A system that runs on a single server has a single point of failure and a hard ceiling on capacity. Distributing load across multiple instances removes both constraints.

Horizontal vs. vertical scaling

Vertical scaling means giving a single server more CPU, memory, or storage. It is simple to implement but has hard physical limits and creates a single failure point.

Horizontal scaling means adding more servers and distributing work across them. It is more complex to implement but has no theoretical ceiling and allows for graceful degradation when individual nodes fail.

Most modern cloud architectures default to horizontal scaling with identical stateless instances behind a load balancer.

Load balancer patterns

Round robin — requests are distributed sequentially across instances; works well when requests are similar in cost
Least connections — routes to the instance with the fewest active connections; better for variable-cost requests
Sticky sessions — routes a user to the same instance for the duration of their session; useful when statelessness is not yet achievable but introduces coupling

Statelessness

A stateless service does not store any information about previous requests. Each request contains all the data the service needs to respond. This property is what makes horizontal scaling straightforward.

Making a service stateless

Move all persistent state out of the application tier:

Session data — move to a shared cache like Redis
Uploaded files — move to object storage like S3
Database connections — use a connection pool shared across instances
Configuration — read from environment variables or a configuration service, not local files

Once the service is stateless, adding or removing instances requires no coordination.

Caching

Caching stores the result of an expensive operation so future requests can skip the computation. It is the most impactful single optimization for read-heavy systems.

Cache layers

CDN (edge cache) — serves static assets and full pages from locations near the user; reduces origin server load dramatically
Application cache — stores the results of database queries or API calls in memory (Redis, Memcached)
Database query cache — most databases offer this natively; useful but harder to invalidate correctly
Client cache — HTTP Cache-Control headers allow browsers to cache responses locally

Cache invalidation

The hardest part of caching is knowing when to expire entries. Common strategies:

TTL-based expiry — entries expire after a fixed time; simple but can serve stale data
Write-through invalidation — entries are invalidated when the underlying data changes; more accurate but requires coordination
Versioned keys — cache entries include a version identifier; old versions are ignored rather than deleted

Database scaling

The database tier is the most common bottleneck in scaled systems. Planning for database scale early prevents the most painful migrations.

Read replicas

For read-heavy workloads, directing all writes to a primary instance and reads to one or more replicas can multiply read capacity without changing the data model. Replication lag must be accounted for in applications that need consistent reads.

Sharding

Sharding partitions data horizontally across multiple database instances, each holding a subset of rows. It scales write capacity but introduces complexity: cross-shard queries are expensive, and rebalancing shards as data grows requires careful planning.

CQRS (Command Query Responsibility Segregation)
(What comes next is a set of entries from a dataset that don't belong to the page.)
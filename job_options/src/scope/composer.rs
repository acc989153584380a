//! Layer composition and resolution.

use std::collections::BTreeMap;

use crate::{JobOptions, Merge, OptionKey};

use super::{Scope, ScopeLayer};

/// Builder that accumulates [`ScopeLayer`] instances.
///
/// Layers are applied in push order, so push the least specific scope
/// first. Pushing the same scope twice is allowed; the later layer wins for
/// the options it sets.
#[derive(Clone, Debug, Default)]
pub struct ScopeComposer {
    layers: Vec<ScopeLayer>,
}

impl ScopeComposer {
    /// Create an empty composer.
    #[must_use]
    pub const fn new() -> Self {
        Self { layers: Vec::new() }
    }

    /// Create a composer with preallocated capacity.
    #[must_use]
    pub fn with_capacity(capacity: usize) -> Self {
        Self {
            layers: Vec::with_capacity(capacity),
        }
    }

    /// Push the built-in defaults layer.
    pub fn push_builtin(&mut self) {
        self.push_layer(ScopeLayer::builtin());
    }

    /// Push a global layer.
    pub fn push_global(&mut self, options: JobOptions) {
        self.push_layer(ScopeLayer::global(options));
    }

    /// Push a layer for the queue called `name`.
    pub fn push_queue(&mut self, name: impl Into<String>, options: JobOptions) {
        self.push_layer(ScopeLayer::queue(name, options));
    }

    /// Push a job layer.
    pub fn push_job(&mut self, options: JobOptions) {
        self.push_layer(ScopeLayer::job(options));
    }

    /// Push an arbitrary layer.
    pub fn push_layer(&mut self, layer: ScopeLayer) {
        self.layers.push(layer);
    }

    /// Borrow the accumulated layers.
    #[must_use]
    pub fn layers(&self) -> &[ScopeLayer] {
        &self.layers
    }

    /// Merge the layers into an effective record.
    ///
    /// The layers themselves are left untouched, so the same composer can be
    /// resolved again or extended with a job layer later.
    #[must_use]
    pub fn resolve(&self) -> Resolution {
        let mut provenance = BTreeMap::new();
        let options = self
            .layers
            .iter()
            .fold(JobOptions::new(), |parent, layer| {
                for key in layer.options().set_keys() {
                    provenance.insert(key, layer.scope());
                }
                tracing::debug!(
                    scope = %layer.scope(),
                    label = ?layer.label(),
                    path = ?layer.path(),
                    options = ?layer.options(),
                    "applying job option layer"
                );
                layer.options().merged_over(&parent)
            });
        Resolution {
            options,
            provenance,
        }
    }
}

impl IntoIterator for ScopeComposer {
    type Item = ScopeLayer;
    type IntoIter = std::vec::IntoIter<ScopeLayer>;

    fn into_iter(self) -> Self::IntoIter {
        self.layers.into_iter()
    }
}

impl Extend<ScopeLayer> for ScopeComposer {
    fn extend<T: IntoIterator<Item = ScopeLayer>>(&mut self, iter: T) {
        self.layers.extend(iter);
    }
}

/// Effective options together with the scope that supplied each one.
#[derive(Clone, Debug, PartialEq, Eq)]
pub struct Resolution {
    options: JobOptions,
    provenance: BTreeMap<OptionKey, Scope>,
}

impl Resolution {
    /// The effective record.
    #[must_use]
    pub const fn options(&self) -> &JobOptions {
        &self.options
    }

    /// Consume the resolution, keeping only the effective record.
    #[must_use]
    pub fn into_options(self) -> JobOptions {
        self.options
    }

    /// The most specific scope that set `key`, or `None` when no layer did.
    #[must_use]
    pub fn provenance(&self, key: OptionKey) -> Option<Scope> {
        self.provenance.get(&key).copied()
    }

    /// Every set option with its supplying scope, in key order.
    pub fn sources(&self) -> impl Iterator<Item = (OptionKey, Scope)> + '_ {
        self.provenance.iter().map(|(key, scope)| (*key, *scope))
    }
}
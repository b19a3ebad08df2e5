//! Shared push channel handle and its handler registry.
//!
//! One [`PushChannel`] exists per session. Consumers register handlers once,
//! at construction, and keep the returned [`Subscription`] guard for as long
//! as they want events; dropping the guard removes exactly that handler.

use std::collections::HashMap;
use std::fmt;
use std::sync::{Arc, RwLock, Weak};

use uuid::Uuid;

use crate::event::{EventKind, PushEvent};

/// A registered event handler.
pub type Handler = Arc<dyn Fn(&PushEvent) + Send + Sync>;

struct Registration {
    id: u64,
    handler: Handler,
}

#[derive(Default)]
struct Registry {
    next_id: u64,
    handlers: HashMap<EventKind, Vec<Registration>>,
}

pub(crate) struct ChannelInner {
    registry: RwLock<Registry>,
    /// Identifies this client session to the server; stable for the lifetime
    /// of the channel.
    pub(crate) session_id: Uuid,
}

/// Shared handle to the push channel.
///
/// Routes decoded [`PushEvent`]s to the handlers registered for their
/// [`EventKind`]. The live transport (see [`PushChannel::connect`]) feeds it
/// from a WebSocket; tests call [`dispatch`](PushChannel::dispatch) directly.
///
/// `Clone` is cheap: all clones share one registry.
///
/// # Panics
///
/// Registry methods panic if the inner lock is poisoned, which only happens
/// if a thread panicked while mutating the registry.
#[derive(Clone)]
pub struct PushChannel {
    pub(crate) inner: Arc<ChannelInner>,
}

impl fmt::Debug for PushChannel {
    fn fmt(&self, f: &mut fmt::Formatter<'_>) -> fmt::Result {
        f.debug_struct("PushChannel")
            .field("session_id", &self.inner.session_id)
            .finish()
    }
}

impl Default for PushChannel {
    fn default() -> Self {
        Self::new()
    }
}

impl PushChannel {
    /// Create a channel with an empty registry and a fresh session id.
    pub fn new() -> Self {
        Self {
            inner: Arc::new(ChannelInner {
                registry: RwLock::new(Registry::default()),
                session_id: Uuid::new_v4(),
            }),
        }
    }

    pub fn session_id(&self) -> Uuid {
        self.inner.session_id
    }

    /// Register a handler for one event kind.
    ///
    /// Handlers for the same kind accumulate; each is removed when its
    /// [`Subscription`] is dropped.
    ///
    /// # Arguments
    ///
    /// * `kind` - The event to listen for.
    /// * `handler` - Called with every dispatched event of that kind.
    ///
    /// # Returns
    ///
    /// The guard that keeps the handler registered.
    pub fn on<F>(&self, kind: EventKind, handler: F) -> Subscription
    where
        F: Fn(&PushEvent) + Send + Sync + 'static,
    {
        let mut registry = self.inner.registry.write().expect("registry lock poisoned");
        registry.next_id += 1;
        let id = registry.next_id;
        registry
            .handlers
            .entry(kind)
            .or_default()
            .push(Registration {
                id,
                handler: Arc::new(handler),
            });
        tracing::trace!(event = %kind, subscription = id, "handler registered");
        Subscription {
            channel: Arc::downgrade(&self.inner),
            kind,
            id,
        }
    }

    /// Remove every handler registered for `kind`.
    ///
    /// Guards for the removed handlers become inert; dropping them later is a
    /// no-op.
    ///
    /// # Returns
    ///
    /// How many handlers were removed.
    pub fn off(&self, kind: EventKind) -> usize {
        let mut registry = self.inner.registry.write().expect("registry lock poisoned");
        registry.handlers.remove(&kind).map_or(0, |regs| regs.len())
    }

    /// Make `handler` the only handler for `kind`.
    ///
    /// Equivalent to [`off`](Self::off) followed by [`on`](Self::on), performed
    /// under one lock so no event slips between the two. Calling it any number
    /// of times in a row leaves exactly one handler registered.
    pub fn replace<F>(&self, kind: EventKind, handler: F) -> Subscription
    where
        F: Fn(&PushEvent) + Send + Sync + 'static,
    {
        let mut registry = self.inner.registry.write().expect("registry lock poisoned");
        registry.next_id += 1;
        let id = registry.next_id;
        registry.handlers.insert(
            kind,
            vec![Registration {
                id,
                handler: Arc::new(handler),
            }],
        );
        Subscription {
            channel: Arc::downgrade(&self.inner),
            kind,
            id,
        }
    }

    /// Number of handlers currently registered for `kind`.
    pub fn handler_count(&self, kind: EventKind) -> usize {
        let registry = self.inner.registry.read().expect("registry lock poisoned");
        registry.handlers.get(&kind).map_or(0, Vec::len)
    }

    /// Deliver an event to every handler registered for its kind.
    ///
    /// Handlers are collected under the read lock and invoked after it is
    /// released, so a handler may subscribe or unsubscribe without
    /// deadlocking.
    ///
    /// # Returns
    ///
    /// How many handlers were invoked.
    pub fn dispatch(&self, event: &PushEvent) -> usize {
        let handlers: Vec<Handler> = {
            let registry = self.inner.registry.read().expect("registry lock poisoned");
            registry
                .handlers
                .get(&event.kind())
                .map(|regs| regs.iter().map(|r| Arc::clone(&r.handler)).collect())
                .unwrap_or_default()
        };
        for handler in &handlers {
            handler(event);
        }
        handlers.len()
    }
}

/// Scoped registration of one handler on a [`PushChannel`].
///
/// Dropping the guard unregisters the handler. Outliving the channel is
/// harmless.
#[must_use = "dropping a Subscription unregisters its handler immediately"]
pub struct Subscription {
    channel: Weak<ChannelInner>,
    kind: EventKind,
    id: u64,
}

impl Subscription {
    pub fn kind(&self) -> EventKind {
        self.kind
    }
}

impl fmt::Debug for Subscription {
    fn fmt(&self, f: &mut fmt::Formatter<'_>) -> fmt::Result {
        f.debug_struct("Subscription")
            .field("kind", &self.kind)
            .field("id", &self.id)
            .finish()
    }
}

impl Drop for Subscription {
    fn drop(&mut self) {
        let Some(inner) = self.channel.upgrade() else {
            return;
        };
        // A poisoned registry is left alone: panicking inside drop would abort.
        let Ok(mut registry) = inner.registry.write() else {
            return;
        };
        if let Some(regs) = registry.handlers.get_mut(&self.kind) {
            regs.retain(|r| r.id != self.id);
            if regs.is_empty() {
                registry.handlers.remove(&self.kind);
            }
        }
    }
}

#[cfg(test)]
mod tests {
    use super::*;
    use crate::event::{CallEnded, ClientDisconnected};
    use std::sync::atomic::{AtomicUsize, Ordering};

    fn call_ended(id: &str) -> PushEvent {
        PushEvent::CallEnded(CallEnded {
            real_estate_id: id.into(),
        })
    }

    fn counter() -> (Arc<AtomicUsize>, impl Fn(&PushEvent) + Send + Sync + 'static) {
        let hits = Arc::new(AtomicUsize::new(0));
        let hits_clone = Arc::clone(&hits);
        (hits, move |_: &PushEvent| {
            hits_clone.fetch_add(1, Ordering::SeqCst);
        })
    }

    #[test]
    fn dispatch_reaches_only_matching_kind() {
        let channel = PushChannel::new();
        let (ended, on_ended) = counter();
        let (gone, on_gone) = counter();
        let _a = channel.on(EventKind::CallEnded, on_ended);
        let _b = channel.on(EventKind::ClientDisconnected, on_gone);

        assert_eq!(channel.dispatch(&call_ended("a")), 1);

        assert_eq!(ended.load(Ordering::SeqCst), 1);
        assert_eq!(gone.load(Ordering::SeqCst), 0);
    }

    #[test]
    fn dropping_subscription_removes_only_its_handler() {
        let channel = PushChannel::new();
        let (first, on_first) = counter();
        let (second, on_second) = counter();
        let sub_first = channel.on(EventKind::CallEnded, on_first);
        let _sub_second = channel.on(EventKind::CallEnded, on_second);
        assert_eq!(channel.handler_count(EventKind::CallEnded), 2);

        drop(sub_first);
        channel.dispatch(&call_ended("a"));

        assert_eq!(channel.handler_count(EventKind::CallEnded), 1);
        assert_eq!(first.load(Ordering::SeqCst), 0);
        assert_eq!(second.load(Ordering::SeqCst), 1);
    }

    #[test]
    fn replace_twice_leaves_exactly_one_handler() {
        let channel = PushChannel::new();
        let (old, on_old) = counter();
        let (new, on_new) = counter();
        let _first = channel.replace(EventKind::CallEnded, on_old);
        let _second = channel.replace(EventKind::CallEnded, on_new);

        assert_eq!(channel.handler_count(EventKind::CallEnded), 1);
        channel.dispatch(&call_ended("a"));
        assert_eq!(old.load(Ordering::SeqCst), 0);
        assert_eq!(new.load(Ordering::SeqCst), 1);
    }

    #[test]
    fn stale_guard_does_not_remove_replacement() {
        let channel = PushChannel::new();
        let (_, on_old) = counter();
        let (hits, on_new) = counter();
        let first = channel.replace(EventKind::CallEnded, on_old);
        let _second = channel.replace(EventKind::CallEnded, on_new);

        drop(first);

        assert_eq!(channel.handler_count(EventKind::CallEnded), 1);
        channel.dispatch(&call_ended("a"));
        assert_eq!(hits.load(Ordering::SeqCst), 1);
    }

    #[test]
    fn off_removes_all_handlers_for_kind() {
        let channel = PushChannel::new();
        let (_, h1) = counter();
        let (_, h2) = counter();
        let _a = channel.on(EventKind::CallEnded, h1);
        let _b = channel.on(EventKind::CallEnded, h2);

        assert_eq!(channel.off(EventKind::CallEnded), 2);
        assert_eq!(channel.dispatch(&call_ended("a")), 0);
        assert_eq!(channel.off(EventKind::CallEnded), 0);
    }

    #[test]
    fn handler_may_unsubscribe_during_dispatch() {
        let channel = PushChannel::new();
        let slot: Arc<std::sync::Mutex<Option<Subscription>>> = Arc::default();
        let slot_clone = Arc::clone(&slot);
        let sub = channel.on(EventKind::ClientDisconnected, move |_| {
            slot_clone.lock().unwrap().take();
        });
        *slot.lock().unwrap() = Some(sub);

        let event = PushEvent::ClientDisconnected(ClientDisconnected {
            user_id: "u1".into(),
        });
        assert_eq!(channel.dispatch(&event), 1);
        assert_eq!(channel.handler_count(EventKind::ClientDisconnected), 0);
    }

    #[test]
    fn subscription_outliving_channel_is_harmless() {
        let channel = PushChannel::new();
        let (_, h) = counter();
        let sub = channel.on(EventKind::CallEnded, h);
        drop(channel);
        drop(sub);
    }

    #[test]
    fn clones_share_registry() {
        let channel = PushChannel::new();
        let clone = channel.clone();
        let (hits, h) = counter();
        let _sub = clone.on(EventKind::CallEnded, h);
        channel.dispatch(&call_ended("a"));
        assert_eq!(hits.load(Ordering::SeqCst), 1);
        assert_eq!(channel.session_id(), clone.session_id());
    }
}
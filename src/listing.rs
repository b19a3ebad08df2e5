//! Listing records as served by the REST API and mutated by push events.

use std::fmt;

use chrono::{DateTime, Utc};
use serde::{Deserialize, Serialize};

/// Property type of a listing. Each type has its own store and table.
#[derive(Debug, Clone, Copy, PartialEq, Eq, Hash, PartialOrd, Ord, Serialize, Deserialize)]
#[serde(rename_all = "lowercase")]
pub enum RealEstateKind {
    Flat,
    House,
    Land,
}

impl RealEstateKind {
    /// Every kind, in table order.
    pub const ALL: [Self; 3] = [Self::Flat, Self::House, Self::Land];

    /// Stable slug used in REST paths and session keys.
    pub fn slug(self) -> &'static str {
        match self {
            Self::Flat => "flat",
            Self::House => "house",
            Self::Land => "land",
        }
    }

    /// Position of this kind in [`RealEstateKind::ALL`].
    pub(crate) fn index(self) -> usize {
        match self {
            Self::Flat => 0,
            Self::House => 1,
            Self::Land => 2,
        }
    }
}

impl fmt::Display for RealEstateKind {
    fn fmt(&self, f: &mut fmt::Formatter<'_>) -> fmt::Result {
        f.write_str(self.slug())
    }
}

/// Operator currently calling a listing.
#[derive(Debug, Clone, PartialEq, Eq, Serialize, Deserialize)]
#[serde(rename_all = "camelCase")]
pub struct CallingUser {
    pub user_id: String,
    pub full_name: String,
    #[serde(default)]
    pub avatar_url: String,
}

/// How confidently a listing was matched against another one.
///
/// Only [`DuplicateGrade::Full`] carries meaning on the client: it marks a
/// confirmed duplicate and blocks calling. Grades the client does not know
/// are kept verbatim.
#[derive(Debug, Clone, PartialEq, Eq, Serialize, Deserialize)]
#[serde(from = "String", into = "String")]
pub enum DuplicateGrade {
    Full,
    Partial,
    Other(String),
}

impl From<String> for DuplicateGrade {
    fn from(value: String) -> Self {
        match value.as_str() {
            "FULL" => Self::Full,
            "PARTIAL" => Self::Partial,
            _ => Self::Other(value),
        }
    }
}

impl From<DuplicateGrade> for String {
    fn from(value: DuplicateGrade) -> Self {
        match value {
            DuplicateGrade::Full => "FULL".to_string(),
            DuplicateGrade::Partial => "PARTIAL".to_string(),
            DuplicateGrade::Other(s) => s,
        }
    }
}

#[derive(Debug, Clone, PartialEq, Eq, Serialize, Deserialize)]
pub struct Duplicate {
    pub grade: DuplicateGrade,
}

/// Relation counters; the API nests them under `_count`.
#[derive(Debug, Clone, Copy, Default, PartialEq, Eq, Serialize, Deserialize)]
pub struct ListingCounts {
    #[serde(default)]
    pub comments: u32,
}

/// An operator comment on a listing.
#[derive(Debug, Clone, PartialEq, Eq, Serialize, Deserialize)]
#[serde(rename_all = "camelCase")]
pub struct Comment {
    pub id: String,
    pub user_id: String,
    pub text: String,
    pub created_at: DateTime<Utc>,
}

fn default_active() -> bool {
    true
}

/// One scraped listing (flat, house or land parcel).
///
/// The three property types share this shape; the kind is implied by the
/// store that owns the record.
#[derive(Debug, Clone, PartialEq, Eq, Serialize, Deserialize)]
#[serde(rename_all = "camelCase")]
pub struct Listing {
    pub id: String,
    /// Set while an operator is calling this listing. Last write wins.
    #[serde(default, skip_serializing_if = "Option::is_none")]
    pub calling_user: Option<CallingUser>,
    #[serde(default)]
    pub is_favourite: bool,
    #[serde(default)]
    pub duplicates: Vec<Duplicate>,
    #[serde(rename = "_count", default)]
    pub counts: ListingCounts,
    #[serde(default = "default_active")]
    pub is_active: bool,
    #[serde(default, skip_serializing_if = "Option::is_none")]
    pub status: Option<String>,
    #[serde(default, skip_serializing_if = "Option::is_none")]
    pub title: Option<String>,
    #[serde(default, skip_serializing_if = "Option::is_none")]
    pub price: Option<u64>,
    #[serde(default, skip_serializing_if = "Option::is_none")]
    pub address: Option<String>,
    #[serde(default, skip_serializing_if = "Option::is_none")]
    pub created_at: Option<DateTime<Utc>>,
    /// Comments loaded for an open drawer. The page endpoint never sends them.
    #[serde(default, skip_serializing_if = "Vec::is_empty")]
    pub comments: Vec<Comment>,
}

impl Listing {
    /// An active, idle listing with no descriptive fields.
    pub fn new(id: impl Into<String>) -> Self {
        Self {
            id: id.into(),
            calling_user: None,
            is_favourite: false,
            duplicates: Vec::new(),
            counts: ListingCounts::default(),
            is_active: true,
            status: None,
            title: None,
            price: None,
            address: None,
            created_at: None,
            comments: Vec::new(),
        }
    }

    pub fn is_reserved(&self) -> bool {
        self.calling_user.is_some()
    }

    /// Returns `true` if any duplicate entry has grade `FULL`.
    pub fn is_confirmed_duplicate(&self) -> bool {
        self.duplicates
            .iter()
            .any(|d| d.grade == DuplicateGrade::Full)
    }

    /// Whether the call action is enabled for this listing.
    ///
    /// Inactive listings, listings someone is already calling, and confirmed
    /// duplicates cannot be called.
    pub fn can_call(&self) -> bool {
        self.is_active && !self.is_reserved() && !self.is_confirmed_duplicate()
    }
}

#[cfg(test)]
mod tests {
    use super::*;

    #[test]
    fn deserializes_api_shape() {
        let json = serde_json::json!({
            "id": "a1",
            "isFavourite": true,
            "duplicates": [{"grade": "PARTIAL"}, {"grade": "FULL"}],
            "_count": {"comments": 4},
            "isActive": true,
            "status": "NEW",
            "price": 125000
        });
        let listing: Listing = serde_json::from_value(json).expect("should decode");
        assert_eq!(listing.id, "a1");
        assert!(listing.is_favourite);
        assert_eq!(listing.counts.comments, 4);
        assert_eq!(listing.status.as_deref(), Some("NEW"));
        assert!(listing.is_confirmed_duplicate());
        assert!(listing.calling_user.is_none());
    }

    #[test]
    fn missing_optional_fields_use_defaults() {
        let listing: Listing =
            serde_json::from_value(serde_json::json!({"id": "x"})).expect("should decode");
        assert_eq!(listing, Listing::new("x"));
        assert!(listing.is_active);
    }

    #[test]
    fn counts_serialize_under_underscore_count() {
        let mut listing = Listing::new("a");
        listing.counts.comments = 2;
        let value = serde_json::to_value(&listing).expect("should encode");
        assert_eq!(value["_count"]["comments"], 2);
        assert!(value.get("callingUser").is_none());
    }

    #[test]
    fn unknown_grade_is_preserved() {
        let dup: Duplicate =
            serde_json::from_value(serde_json::json!({"grade": "FUZZY"})).expect("decode");
        assert_eq!(dup.grade, DuplicateGrade::Other("FUZZY".into()));
        let back = serde_json::to_value(&dup).expect("encode");
        assert_eq!(back["grade"], "FUZZY");
    }

    #[test]
    fn can_call_requires_active_idle_non_duplicate() {
        let mut listing = Listing::new("a");
        assert!(listing.can_call());

        listing.calling_user = Some(CallingUser {
            user_id: "u1".into(),
            full_name: "X".into(),
            avatar_url: String::new(),
        });
        assert!(!listing.can_call());
        listing.calling_user = None;

        listing.duplicates.push(Duplicate {
            grade: DuplicateGrade::Partial,
        });
        assert!(listing.can_call(), "partial duplicates do not block calls");
        listing.duplicates.push(Duplicate {
            grade: DuplicateGrade::Full,
        });
        assert!(!listing.can_call());

        let mut inactive = Listing::new("b");
        inactive.is_active = false;
        assert!(!inactive.can_call());
    }

    #[test]
    fn kind_slugs_and_indices() {
        for (i, kind) in RealEstateKind::ALL.iter().enumerate() {
            assert_eq!(kind.index(), i);
        }
        assert_eq!(RealEstateKind::House.to_string(), "house");
        assert_eq!(
            serde_json::to_value(RealEstateKind::Land).expect("encode"),
            "land"
        );
    }
}
//! Headless desk watcher.
//!
//! Signs in from the persisted session, opens the push channel, loads the
//! first page of every listing kind, and logs reservations, removals and
//! new arrivals until interrupted.
//!
//! ```text
//! REALTY_DESK_API_URL=https://desk.example.com \
//! REALTY_DESK_PUSH_URL=wss://desk.example.com/ws \
//! RUST_LOG=realty_desk=debug desk-watch
//! ```

use anyhow::Context;
use realty_desk::{Desk, DeskConfig, ListingStore, RealEstateKind};
use tokio::sync::watch;
use tracing_subscriber::{layer::SubscriberExt, util::SubscriberInitExt};

#[tokio::main]
async fn main() -> anyhow::Result<()> {
    tracing_subscriber::registry()
        .with(
            tracing_subscriber::EnvFilter::try_from_default_env()
                .unwrap_or_else(|_| "info".into()),
        )
        .with(tracing_subscriber::fmt::layer())
        .init();

    let config = DeskConfig::from_env().context("reading configuration")?;
    let desk = Desk::builder()
        .config(config)
        .open()
        .context("opening desk")?;

    let Some(user) = desk.session().current_user() else {
        anyhow::bail!(
            "no operator signed in; session file {} is empty",
            desk.session().path().display()
        );
    };
    tracing::info!(user_id = %user.user_id, name = %user.full_name, "signed in");

    let connection = desk.start_live().await.context("starting push channel")?;

    let mut bindings = Vec::new();
    let mut pollers = Vec::new();
    for kind in RealEstateKind::ALL {
        let binding = desk.bind(kind)?;
        tokio::spawn(log_banners(kind, binding.subscribe_banner()));
        tokio::spawn(log_page(desk.store(kind).clone()));

        if let Err(e) = desk.load_page(kind, 1).await {
            tracing::error!(%kind, error = %e, "initial load failed");
            if desk.session().token().is_none() {
                break;
            }
        }
        pollers.push(desk.start_polling(kind));
        bindings.push(binding);
    }

    tokio::signal::ctrl_c()
        .await
        .context("waiting for ctrl-c")?;
    tracing::info!(connected = connection.is_connected(), "shutting down");

    for poller in pollers {
        poller.stop().await;
    }
    drop(bindings);
    desk.shutdown().await?;
    Ok(())
}

async fn log_banners(kind: RealEstateKind, mut rx: watch::Receiver<Option<realty_desk::Notice>>) {
    while rx.changed().await.is_ok() {
        let notice = rx.borrow_and_update().clone();
        if let Some(notice) = notice {
            tracing::info!(
                %kind,
                real_estate_id = %notice.real_estate_id,
                actor = ?notice.actor,
                notice = ?notice.kind,
                drawer_closed = notice.drawer_closed,
                "notice"
            );
        }
    }
}

async fn log_page(store: ListingStore) {
    let kind = store.kind();
    let mut rx = store.subscribe();
    while rx.changed().await.is_ok() {
        let page = rx.borrow_and_update().clone();
        let reserved: Vec<String> = page
            .listings
            .iter()
            .filter_map(|l| {
                l.calling_user
                    .as_ref()
                    .map(|c| format!("{}:{}", l.id, c.full_name))
            })
            .collect();
        tracing::info!(
            %kind,
            page = page.page,
            listings = page.listings.len(),
            total = ?page.total,
            ?reserved,
            "page updated"
        );
    }
}
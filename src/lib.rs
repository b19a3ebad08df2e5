//! Client core for a real-estate lead desk: per-kind listing stores kept in
//! sync with other operators through a server push channel.

mod auth;
pub use auth::BearerAuth;
mod binding;
pub use binding::{Actor, Notice, NoticeKind, ViewBinding};
mod channel;
pub use channel::{Handler, PushChannel, Subscription};
mod client;
pub use client::{Filter, ListingApi, RestClient, check_status};
mod config;
mod desk;
mod error;
mod event;
mod listing;
mod live;
mod payment;
mod poller;
mod session;
mod store;

pub use config::DeskConfig;
pub use desk::{Desk, DeskBuilder};
pub use error::{
    ApiError, ChannelError, ConfigError, DeskError, ErrorDisposition, SessionError,
    handle_api_error,
};
pub use event::{
    CallEnded, CallStarted, ClientDisconnected, CommentAdded, EventKind, ListingActed,
    PaymentCompleted, PushEvent, StatusChanged, decode_push_frame, encode_push_frame,
};
pub use listing::{
    CallingUser, Comment, Duplicate, DuplicateGrade, Listing, ListingCounts, RealEstateKind,
};
pub use live::{ChannelConfig, ConnectionHandle};
pub use payment::{PaymentState, PaymentWatch};
pub use poller::{DEFAULT_POLL_INTERVAL, Poller};
pub use session::{CurrentUser, SessionState, SessionStore};
pub use store::{FetchOutcome, ListingPage, ListingStore};
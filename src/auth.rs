//! Bearer token shared between the REST client and the push channel.

use std::sync::{Arc, RwLock};

/// Shared, refreshable bearer token.
///
/// The token is read from the [`RwLock`] on every outgoing request, so
/// signing in or out takes effect without rebuilding the HTTP client. If the
/// token string is empty, no `Authorization` header is added.
///
/// # Panics
///
/// Methods panic if the inner [`RwLock`] is poisoned (a writer panicked
/// while holding the lock). This is treated as an invariant violation.
#[derive(Debug, Clone, Default)]
pub struct BearerAuth {
    /// Shared token string. An empty string means "no auth".
    pub(crate) token: Arc<RwLock<String>>,
}

impl BearerAuth {
    pub fn new(token: impl Into<String>) -> Self {
        Self {
            token: Arc::new(RwLock::new(token.into())),
        }
    }

    /// Replace the token in place. Every clone observes the new value.
    pub fn set(&self, token: impl Into<String>) {
        *self.token.write().expect("token RwLock poisoned") = token.into();
    }

    pub fn clear(&self) {
        self.token.write().expect("token RwLock poisoned").clear();
    }

    /// A copy of the current token; empty when signed out.
    pub fn current(&self) -> String {
        self.token.read().expect("token RwLock poisoned").clone()
    }

    /// Attach `Authorization: Bearer <token>` to a request, unless the token
    /// is empty.
    pub(crate) fn apply(&self, req: reqwest::RequestBuilder) -> reqwest::RequestBuilder {
        let token = self.token.read().expect("token RwLock poisoned");
        if token.is_empty() {
            req
        } else {
            req.bearer_auth(token.as_str())
        }
    }
}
CQRS separates the data models used for reads and writes. The write model is optimized for consistency; the read model is optimized for query performance. This pattern works well in high-scale systems but adds significant complexity and is not appropriate for most applications below a certain scale.

Connection pooling

Database connections are expensive to establish. A connection pool maintains a set of open connections and reuses them across requests. Without pooling, a spike in traffic can exhaust database connection limits and cause cascading failures. Use a connection pool in every application that talks to a database.

Design for failure

Scalable systems are also resilient systems. Build with the assumption that any component will fail eventually:

Retries with backoff — transient failures should be retried with exponential backoff and jitter, not immediately
Circuit breakers — stop calling a failing service rather than accumulating queued requests
Timeouts — every network call needs a timeout; hanging calls block threads and cascade failures
Graceful degradation — define what the system should do when a dependency is unavailable

Conclusion

Scalability comes from designing around the constraints that bite first: stateful services, single database instances, and absent caching. Addressing these early — before traffic materializes — is dramatically cheaper than retrofitting them under load.